There’s no escaping the fact that I am getting older. I’m thirty now, still just about managing to cling on to being a kopella (a girl) but probably pushing my luck. I get asked about fifty times if I’m married yet.

“No,” I say. “It’s expensive in London.” Then I feel foolish for saying such things, here.

Older means more confident, though. I end up talking to more people than ever before, perhaps because the words come more easily to me now, or perhaps because I’m at that point in life where I really don’t care what people think of me. In some ways I wish I could have been more like this when I lived here, but then again that sense of thrilling liberation can only come from a contrast with the hum-drum.

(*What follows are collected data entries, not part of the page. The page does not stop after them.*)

//! Error types for Tokengate
//!
//! All errors that reach an HTTP handler are converted to `AppError`,
//! which implements `IntoResponse` for proper HTTP error responses.

use axum::http::{StatusCode, header};
use axum::response::{Html, IntoResponse, Response};
use thiserror::Error;

/// Application-wide error type
///
/// Subsystem errors (`SessionError`, `PasswordError`) are folded into
/// this enum at the handler boundary.
#[derive(Debug, Error)]
pub enum AppError {
    /// Resource not found (404)
    #[error("Resource not found")]
    NotFound,

    /// Authentication required (401)
    #[error("Invalid secret token. Please try again.")]
    Unauthorized,

    /// Access denied (403)
    #[error("Access denied")]
    Forbidden,

    /// Validation error (400)
    #[error("Validation error: {0}")]
    Validation(String),

    /// Database error (500)
    #[error("Database error: {0}")]
    Database(#[from] sqlx::Error),

    /// Configuration error (500, fatal at startup)
    #[error("Configuration error: {0}")]
    Config(String),

    /// Hashing or signing error (500)
    #[error("Encryption error: {0}")]
    Encryption(String),

    /// Internal server error (500)
    #[error("Internal error: {0}")]
    Internal(#[from] anyhow::Error),
}

impl From<config::ConfigError> for AppError {
    fn from(err: config::ConfigError) -> Self {
        AppError::Config(err.to_string())
    }
}

impl IntoResponse for AppError {
    /// Convert error to HTTP response
    ///
    /// `Unauthorized` renders the HTML 401 page with a `WWW-Authenticate`
    /// challenge; every other variant renders a JSON error body.
    fn into_response(self) -> Response {
        use axum::Json;

        let (status, error_message, error_type) = match &self {
            AppError::NotFound => (StatusCode::NOT_FOUND, self.to_string(), "not_found"),
            AppError::Unauthorized => (StatusCode::UNAUTHORIZED, self.to_string(), "unauthorized"),
            AppError::Forbidden => (StatusCode::FORBIDDEN, self.to_string(), "forbidden"),
            AppError::Validation(msg) => (StatusCode::BAD_REQUEST, msg.clone(), "validation"),
            AppError::Database(_) => (
                StatusCode::INTERNAL_SERVER_ERROR,
                "Database error".to_string(),
                "database",
            ),
            AppError::Config(msg) => (StatusCode::INTERNAL_SERVER_ERROR, msg.clone(), "config"),
            AppError::Encryption(_) => (
                StatusCode::INTERNAL_SERVER_ERROR,
                "Internal server error".to_string(),
                "encryption",
            ),
            AppError::Internal(_) => (
                StatusCode::INTERNAL_SERVER_ERROR,
                "Internal server error".to_string(),
                "internal",
            ),
        };

        crate::metrics::ERRORS_TOTAL
            .with_label_values(&[error_type])
            .inc();

        if status.is_server_error() {
            tracing::error!(error = %self, error_type, "Request failed");
        }

        if matches!(self, AppError::Unauthorized) {
            return (
                status,
                [(header::WWW_AUTHENTICATE, "Basic")],
                Html(crate::api::pages::unauthorized_page(&error_message)),
            )
                .into_response();
        }

        let body = Json(serde_json::json!({
            "error": error_message,
        }));

        (status, body).into_response()
    }
}

/// Result type alias using AppError
pub type Result<T> = std::result::Result<T, AppError>;
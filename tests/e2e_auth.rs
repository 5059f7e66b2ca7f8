//! E2E tests for login, logout and the protected dashboard

mod common;

use common::{
    SHARED_SECRET, SHARED_SECRET_DESCRIPTION, TestServer, session_cookie_value, set_cookie_headers,
    test_config,
};

#[tokio::test]
async fn test_login_with_bootstrap_secret_sets_session_cookie() {
    let server = TestServer::new().await;

    let response = server.login(SHARED_SECRET).await;

    assert_eq!(response.status(), 200);
    let cookies = set_cookie_headers(&response);
    let session_cookie = cookies
        .iter()
        .find(|c| c.starts_with("token="))
        .expect("token cookie set");
    assert!(session_cookie.contains("HttpOnly"));
    assert!(session_cookie.contains("Path=/"));
    assert!(!session_cookie_value(&response).unwrap().is_empty());

    let body = response.text().await.unwrap();
    assert!(body.contains(SHARED_SECRET_DESCRIPTION));
}

#[tokio::test]
async fn test_session_cookie_max_age_matches_configured_lifetime() {
    let temp_dir = tempfile::TempDir::new().unwrap();
    let mut config = test_config(&temp_dir);
    config.auth.session_max_age = Some(600);
    let server = TestServer::with_config(config, temp_dir).await;

    let response = server.login(SHARED_SECRET).await;

    assert_eq!(response.status(), 200);
    let cookies = set_cookie_headers(&response);
    let session_cookie = cookies
        .iter()
        .find(|c| c.starts_with("token="))
        .expect("token cookie set");
    assert!(session_cookie.contains("Max-Age=600"));

    let token = session_cookie_value(&response).unwrap();
    let claims = server.state.sessions.decode(&token).unwrap();
    let (iat, exp) = (claims.iat.unwrap(), claims.exp.unwrap());
    assert_eq!(exp - iat, 600);
}

#[tokio::test]
async fn test_session_cookie_without_lifetime_has_no_max_age() {
    let server = TestServer::new().await;

    let response = server.login(SHARED_SECRET).await;

    let cookies = set_cookie_headers(&response);
    let session_cookie = cookies
        .iter()
        .find(|c| c.starts_with("token="))
        .expect("token cookie set");
    assert!(!session_cookie.contains("Max-Age"));
}

#[tokio::test]
async fn test_login_with_wrong_secret_is_unauthorized() {
    let server = TestServer::new().await;

    let response = server.login(&format!("{SHARED_SECRET}x")).await;

    assert_eq!(response.status(), 401);
    assert_eq!(
        response
            .headers()
            .get("www-authenticate")
            .and_then(|v| v.to_str().ok()),
        Some("Basic")
    );
    assert!(session_cookie_value(&response).is_none());
    let body = response.text().await.unwrap();
    assert!(body.contains("401 Unauthorized"));
}

#[tokio::test]
async fn test_session_cookie_resolves_bootstrap_identity() {
    let server = TestServer::new().await;
    let token = server.login_token().await;

    let response = server.get_with_cookie("/home", &token).await;

    assert_eq!(response.status(), 200);
    let body = response.text().await.unwrap();
    assert!(body.contains("Dashboard"));
    assert!(body.contains(SHARED_SECRET_DESCRIPTION));
    assert!(body.contains(r#"<span class="credential-id">1</span>"#));
    assert!(body.contains("(admin)"));
}

#[tokio::test]
async fn test_home_without_session_renders_login_form() {
    let server = TestServer::new().await;

    let response = server.client.get(server.url("/home")).send().await.unwrap();

    assert_eq!(response.status(), 200);
    let body = response.text().await.unwrap();
    assert!(body.contains(r#"action="/login""#));
    assert!(!body.contains("Dashboard"));
}

#[tokio::test]
async fn test_empty_cookie_matches_no_cookie() {
    let server = TestServer::new().await;

    let without = server
        .client
        .get(server.url("/home"))
        .send()
        .await
        .unwrap()
        .text()
        .await
        .unwrap();
    let empty = server
        .get_with_cookie("/home", "")
        .await
        .text()
        .await
        .unwrap();

    assert_eq!(without, empty);
}

#[tokio::test]
async fn test_tampered_session_renders_login_form() {
    let server = TestServer::new().await;
    let token = server.login_token().await;
    let (payload, _signature) = token.rsplit_once('.').unwrap();
    let forged = format!("{payload}.AAAAAAAAAAAAAAAAAAAAAAAAAAAAAAAAAAAAAAAAAAA");

    let response = server.get_with_cookie("/home", &forged).await;

    assert_eq!(response.status(), 200);
    let body = response.text().await.unwrap();
    assert!(body.contains(r#"action="/login""#));
}

#[tokio::test]
async fn test_query_parameter_carries_session() {
    let server = TestServer::new().await;
    let token = server.login_token().await;

    let response = server
        .client
        .get(server.url(&format!("/home?token={token}")))
        .send()
        .await
        .unwrap();

    let body = response.text().await.unwrap();
    assert!(body.contains(SHARED_SECRET_DESCRIPTION));
}

#[tokio::test]
async fn test_logout_clears_cookie_and_session() {
    let server = TestServer::new().await;
    let token = server.login_token().await;

    let response = server.get_with_cookie("/logout", &token).await;

    assert_eq!(response.status(), 200);
    let cleared = session_cookie_value(&response).expect("logout sets a token cookie");
    assert_eq!(cleared, "");
    let body: serde_json::Value = response.json().await.unwrap();
    assert_eq!(body["status"], "logged out");

    let response = server.get_with_cookie("/home", &cleared).await;
    let body = response.text().await.unwrap();
    assert!(body.contains(r#"action="/login""#));
    assert!(!body.contains(SHARED_SECRET_DESCRIPTION));
}

#[tokio::test]
async fn test_logout_without_session_still_clears_cookie() {
    let server = TestServer::new().await;

    let response = server.client.get(server.url("/logout")).send().await.unwrap();

    assert_eq!(response.status(), 200);
    assert!(
        set_cookie_headers(&response)
            .iter()
            .any(|c| c.starts_with("token=;")),
        "expected cookie removal header"
    );
    let body: serde_json::Value = response.json().await.unwrap();
    assert_eq!(body["status"], "logged out");
}

#[tokio::test]
async fn test_token_survives_logout_until_expiry() {
    let server = TestServer::new().await;
    let token = server.login_token().await;

    server.get_with_cookie("/logout", &token).await;
    let response = server.get_with_cookie("/home", &token).await;

    // No server-side revocation: the signed token itself is still valid.
    let body = response.text().await.unwrap();
    assert!(body.contains(SHARED_SECRET_DESCRIPTION));
}

#[tokio::test]
async fn test_login_page_prompts_without_session() {
    let server = TestServer::new().await;

    let response = server.client.get(server.url("/login")).send().await.unwrap();

    assert_eq!(response.status(), 200);
    let body = response.text().await.unwrap();
    assert!(body.contains("please authenticate"));
}

#[tokio::test]
async fn test_login_page_follows_local_next_only() {
    let server = TestServer::new().await;
    let token = server.login_token().await;

    let response = server.get_with_cookie("/login?next=/home", &token).await;
    assert!(response.status().is_redirection());
    assert_eq!(
        response
            .headers()
            .get("location")
            .and_then(|v| v.to_str().ok()),
        Some("/home")
    );

    let response = server
        .get_with_cookie("/login?next=//evil.example.com", &token)
        .await;
    assert_eq!(response.status(), 200);
    let body = response.text().await.unwrap();
    assert!(body.contains("Dashboard"));
}

#[tokio::test]
async fn test_flash_message_is_shown_once() {
    let server = TestServer::new().await;
    let token = server.login_token().await;

    let response = server
        .client
        .get(server.url("/home"))
        .header("Cookie", format!("token={token}; msg=saved"))
        .send()
        .await
        .unwrap();

    assert!(
        set_cookie_headers(&response)
            .iter()
            .any(|c| c.starts_with("msg=;")),
        "expected flash cookie removal"
    );
    let body = response.text().await.unwrap();
    assert!(body.contains("saved"));
}

#[tokio::test]
async fn test_operator_credential_logs_in_as_member() {
    let server = TestServer::new().await;
    server
        .state
        .db
        .insert_credential("operator-secret", "Read-only operator", false, common::TEST_HASH_ROUNDS)
        .await
        .unwrap();

    let response = server.login("operator-secret").await;
    assert_eq!(response.status(), 200);
    let token = session_cookie_value(&response).unwrap();

    let body = server
        .get_with_cookie("/home", &token)
        .await
        .text()
        .await
        .unwrap();
    assert!(body.contains("Read-only operator"));
    assert!(body.contains("(member)"));
}
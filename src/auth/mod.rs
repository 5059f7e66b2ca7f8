//! Shared-secret authentication
//!
//! Handles:
//! - Secret hashing and credential verification
//! - Session token issuance and validation
//! - Session extraction middleware
//! - Login / logout endpoints

mod middleware;
pub mod password;
mod routes;
pub mod session;
mod verifier;

pub use middleware::{
    MaybeIdentity, SESSION_COOKIE, SessionState, extract_session_token,
    require_admin, resolve_session,
};
pub use routes::auth_router;
pub use session::{SessionClaims, SessionCodec, SessionError};
pub use verifier::CredentialVerifier;
//! API layer
//!
//! HTTP handlers for:
//! - HTML pages (landing, login, dashboard, 401)
//! - Metrics (Prometheus)

pub mod metrics;
pub mod pages;

pub use metrics::metrics_router;
pub use pages::landing;
//! Prometheus metrics endpoint
//!
//! Admin sessions only; the check is layered on by `build_router`.

use axum::{
    Router,
    http::header::CONTENT_TYPE,
    response::{IntoResponse, Response},
    routing::get,
};
use prometheus::{Encoder, TextEncoder};

use crate::error::AppError;
use crate::metrics::REGISTRY;

/// GET /metrics
///
/// Returns the registry in Prometheus text format.
async fn metrics_handler() -> Result<Response, AppError> {
    let encoder = TextEncoder::new();
    let body = encoder
        .encode_to_string(&REGISTRY.gather())
        .map_err(|e| AppError::Internal(e.into()))?;

    Ok(([(CONTENT_TYPE, encoder.format_type().to_string())], body).into_response())
}

/// Create metrics router
pub fn metrics_router<S>() -> Router<S>
where
    S: Clone + Send + Sync + 'static,
{
    Router::new().route("/metrics", get(metrics_handler))
}
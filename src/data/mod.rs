//! Data layer module
//!
//! Handles all data persistence:
//! - SQLite connection pool and migrations
//! - Credential store (`secret_tokens` table)

mod database;
mod models;

pub use database::Database;
pub use models::*;
//! Credential verification
//!
//! Matches a presented shared secret against every stored hash. The scan is
//! linear in the number of credentials, which is only acceptable because the
//! table is a small operator-managed allowlist.
//!
//! There is no lockout or rate limiting on failed attempts.

use std::sync::Arc;

use super::password::{self, PasswordError};
use crate::data::{Credential, Database};
use crate::error::AppError;

/// Finds the stored credential whose hash matches a presented secret.
pub struct CredentialVerifier {
    /// Hash checked when the store is empty, so "no credentials" costs the
    /// same as "no match".
    decoy_hash: Arc<str>,
}

impl CredentialVerifier {
    /// Build a verifier whose decoy hash uses `rounds` iterations.
    pub fn new(rounds: u32) -> Result<Self, PasswordError> {
        let decoy_hash = password::hash_secret("decoy-credential", rounds)?;
        Ok(Self {
            decoy_hash: decoy_hash.into(),
        })
    }

    /// Return the first credential matching `presented`, or `None`.
    pub async fn verify(
        &self,
        db: &Database,
        presented: &str,
    ) -> Result<Option<Credential>, AppError> {
        let credentials = db.list_credentials().await?;
        tracing::debug!(credentials = credentials.len(), "Verifying presented secret");

        let presented = presented.to_owned();
        let decoy_hash = self.decoy_hash.clone();

        tokio::task::spawn_blocking(move || find_match(&presented, credentials, &decoy_hash))
            .await
            .map_err(|e| AppError::Internal(e.into()))
    }
}

fn find_match(presented: &str, credentials: Vec<Credential>, decoy_hash: &str) -> Option<Credential> {
    if credentials.is_empty() {
        let _ = password::verify_secret(presented, decoy_hash);
        return None;
    }

    credentials.into_iter().find(|credential| {
        match password::verify_secret(presented, &credential.token_hash) {
            Ok(matched) => matched,
            Err(error) => {
                tracing::warn!(
                    credential_id = credential.id,
                    %error,
                    "Skipping credential with unreadable hash"
                );
                false
            }
        }
    })
}
// file: src/logging/mod.rs
// version: 2.0.0
// guid: c2e4a6b8-0d1f-4c3e-9a5b-7d9f1b3d5e7a

//! Logging system for hammer-dispatch

pub mod logger;

pub use logger::{init_json_logger, init_logger};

Speaking to people gives me an insight into the krisi, the crisis, and particularly how it is affecting the young. There is not much optimism, although the city shows signs of artistic renaissance and there are still plenty of full tables at restaurants, bars and cafes (Merkel will have to pry the frappe and cigarettes from Greeks’ cold, dead hands). There are more beggars, and plenty more junkies; more graffiti, and even more crumbling buildings than before. But life has to go on, and the young have to navigate the world  in whatever ways they can.

I meet Olga at a dance class I go to. She’s sweet, probably early twenties, with short black hair pulled back into a ponytail. She tells me she has qualified as a designer but there isn’t any work in here field, not here anyway. Still, she comes to the class every week and tells me she hopes I come back again soon.

Then there’s Giorgos, a waiter. I naively ask him what he would like to be. He gives me a baffled look. “This,” he replies. “I don’t have anything else.” Then he flashes a cheeky grin. “Or maybe I’ll become a model.”

And the aptly named Athina, working at an unpaid internship during the day and a bar on a quiet corner at night. She loves London and would like to move over to work in the television industry. “When I hear from friends abroad, they have a different life. They live freely! Whereas here, I just work, and for nothing.” We swap numbers in case she makes it. I worry she might have missed her chance thanks to Brexit. But this hope of escape is clearly keeping her going, and I don’t want to crush that dream.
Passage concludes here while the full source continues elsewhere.